From Rob Bell to Peter O’Brien, Colossians 1:23 proves a challenge. Paul refers to the gospel of his day as “the gospel . . . which has been proclaimed in all creation under heaven” (ESV). Commentators multiply explanations of how the gospel could have already been proclaimed “in all creation” in the first century. The context:

You he has now reconciled . . . if indeed you continue in the faith, stable and steadfast, not shifting from the hope of the gospel that you heard, which has been proclaimed (Greek tou kēruchthentos) in all creation under heaven.” (Colossians 1:21–23, emphasis added)

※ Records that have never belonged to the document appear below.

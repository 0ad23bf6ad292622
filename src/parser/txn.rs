use crate::{
    ast::kinds::NodeKind,
    lexer::{keywords::Keyword, tokens::TokenKind},
};

use super::parser::{PResult, Parser};

/// `BEGIN [PESSIMISTIC|OPTIMISTIC] [WORK]` or `START TRANSACTION [READ ONLY |
/// READ WRITE | WITH CONSISTENT SNAPSHOT], ...`
pub fn parse_begin_stmt(parser: &mut Parser) -> PResult {
    let checkpoint = parser.checkpoint();

    if parser.eat_keyword(Keyword::Begin) {
        parser.eat_any_keyword(&[Keyword::Pessimistic, Keyword::Optimistic]);
        parser.eat_keyword(Keyword::Work);
    } else {
        parser.expect_keywords(&[Keyword::Start, Keyword::Transaction])?;
        if at_start_characteristic(parser) {
            parse_start_characteristic(parser)?;
            while parser.eat(TokenKind::Comma) {
                parse_start_characteristic(parser)?;
            }
        }
    }

    parser.finish(checkpoint, NodeKind::BeginStmt);
    Ok(())
}

fn at_start_characteristic(parser: &mut Parser) -> bool {
    parser.at_any_keyword(&[Keyword::Read, Keyword::With])
}

fn parse_start_characteristic(parser: &mut Parser) -> PResult {
    let checkpoint = parser.checkpoint();
    if parser.eat_keyword(Keyword::With) {
        parser.expect_keywords(&[Keyword::Consistent, Keyword::Snapshot])?;
    } else {
        parser.expect_keyword(Keyword::Read)?;
        parser.expect_any_keyword(&[Keyword::Only, Keyword::Write])?;
    }
    parser.finish(checkpoint, NodeKind::TransactionCharacteristic);
    Ok(())
}

/// `[AND [NO] CHAIN] [[NO] RELEASE]` after COMMIT and ROLLBACK.
fn parse_completion_options(parser: &mut Parser) -> PResult {
    if parser.eat_keyword(Keyword::And) {
        parser.eat_keyword(Keyword::No);
        parser.expect_keyword(Keyword::Chain)?;
    }
    if parser.at_keyword(Keyword::No) && parser.nth_is_keyword(1, Keyword::Release) {
        parser.advance_as_keyword();
    }
    parser.eat_keyword(Keyword::Release);
    Ok(())
}

pub fn parse_commit_stmt(parser: &mut Parser) -> PResult {
    let checkpoint = parser.checkpoint();
    parser.expect_keyword(Keyword::Commit)?;
    parser.eat_keyword(Keyword::Work);
    parse_completion_options(parser)?;
    parser.finish(checkpoint, NodeKind::CommitStmt);
    Ok(())
}

/// `ROLLBACK [WORK] [TO [SAVEPOINT] s]`
pub fn parse_rollback_stmt(parser: &mut Parser) -> PResult {
    let checkpoint = parser.checkpoint();
    parser.expect_keyword(Keyword::Rollback)?;
    parser.eat_keyword(Keyword::Work);

    if parser.eat_keyword(Keyword::To) {
        parser.eat_keyword(Keyword::Savepoint);
        parser.expect_identifier()?;
    } else {
        parse_completion_options(parser)?;
    }

    parser.finish(checkpoint, NodeKind::RollbackStmt);
    Ok(())
}

pub fn parse_savepoint_stmt(parser: &mut Parser) -> PResult {
    let checkpoint = parser.checkpoint();
    parser.expect_keyword(Keyword::Savepoint)?;
    parser.expect_identifier()?;
    parser.finish(checkpoint, NodeKind::SavepointStmt);
    Ok(())
}

pub fn parse_release_savepoint_stmt(parser: &mut Parser) -> PResult {
    let checkpoint = parser.checkpoint();
    parser.expect_keywords(&[Keyword::Release, Keyword::Savepoint])?;
    parser.expect_identifier()?;
    parser.finish(checkpoint, NodeKind::ReleaseSavepointStmt);
    Ok(())
}

/// `SET [GLOBAL|SESSION] TRANSACTION characteristic, ...` where each
/// characteristic is an isolation level or an access mode.
pub fn parse_set_transaction_stmt(parser: &mut Parser) -> PResult {
    let checkpoint = parser.checkpoint();
    parser.expect_keyword(Keyword::Set)?;
    parser.eat_any_keyword(&[Keyword::Global, Keyword::Session]);
    parser.expect_keyword(Keyword::Transaction)?;

    loop {
        let characteristic = parser.checkpoint();
        if parser.eat_keyword(Keyword::Isolation) {
            parser.expect_keyword(Keyword::Level)?;
            parse_isolation_level(parser)?;
        } else {
            parser.expect_keyword(Keyword::Read)?;
            parser.expect_any_keyword(&[Keyword::Only, Keyword::Write])?;
        }
        parser.finish(characteristic, NodeKind::TransactionCharacteristic);

        if !parser.eat(TokenKind::Comma) {
            break;
        }
    }

    parser.finish(checkpoint, NodeKind::SetTransactionStmt);
    Ok(())
}

fn parse_isolation_level(parser: &mut Parser) -> PResult {
    if parser.eat_keyword(Keyword::Serializable) {
        return Ok(());
    }
    if parser.eat_keyword(Keyword::Repeatable) {
        return parser.expect_keyword(Keyword::Read);
    }
    parser.expect_keyword(Keyword::Read)?;
    parser.expect_any_keyword(&[Keyword::Committed, Keyword::Uncommitted])
}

Here is my simple solution, though you have to know Greek to see it. The Greek for the phrase “which has been proclaimed” is tou kēruchthentos). This is a substantival participle which we could render “the proclaimed one” in English. It is in apposition with “the gospel” (tou euangeliou . . . tou kēruchthentos)—“the gospel . . . the proclaimed one.” The fact that the participle “proclaimed” is aorist tense does not mean the proclamation has already happened in the past. That is not the way aorists in substantival participles work, as Daniel Wallace makes clear in Greek Grammar Beyond the Basics (note 8, 615).

The aorist tense in such uses denotes no specific time. You can see how flexible the aorist is by the use of the aorist passive in Colossians 3:4: “When Christ who is your life appears (phanerothē), then you also will appear with him in glory.” The word for “appears” is aorist passive, but refers to an indefinite future time.

So the simplest reading of Colossians 1:23 is that Paul is defining the gospel as the kind of gospel that is unbounded and global in scope, and therefore is preached, by definition, in all the creation. There is no statement here that it has already happened. So I would translate it:

You he has now reconciled . . . if indeed you continue in the faith, stable and steadfast, not shifting from the hope of the gospel that you heard—the gospel which is proclaimed in all creation under heaven.

I happily note that N.T. Wright suggests the same interpretation. He writes that the usual English past-time translation, “‘which has been proclaimed,’ might seem to stand in the way of this view. But there is some question whether the aorist participle here (kēruchthentos) has this kind of time significance. Aorist adjectival participles can sometimes be simply ‘definitional’; i.e., here, ‘the proclaimed-in-creation gospel.’” (The Epistles of Paul to the Colossians and to PhilemonTyndale New Testament Commentary, 84–85).

So the implication for us is: Don’t think the global mission of preaching is complete. It isn’t. There is a great work to be done precisely because the gospel we love and preach is unbounded in its personal, cultural, and eternal relevance for every people on the planet.

Let’s work while it is day. Our personal night is coming when we will work no more.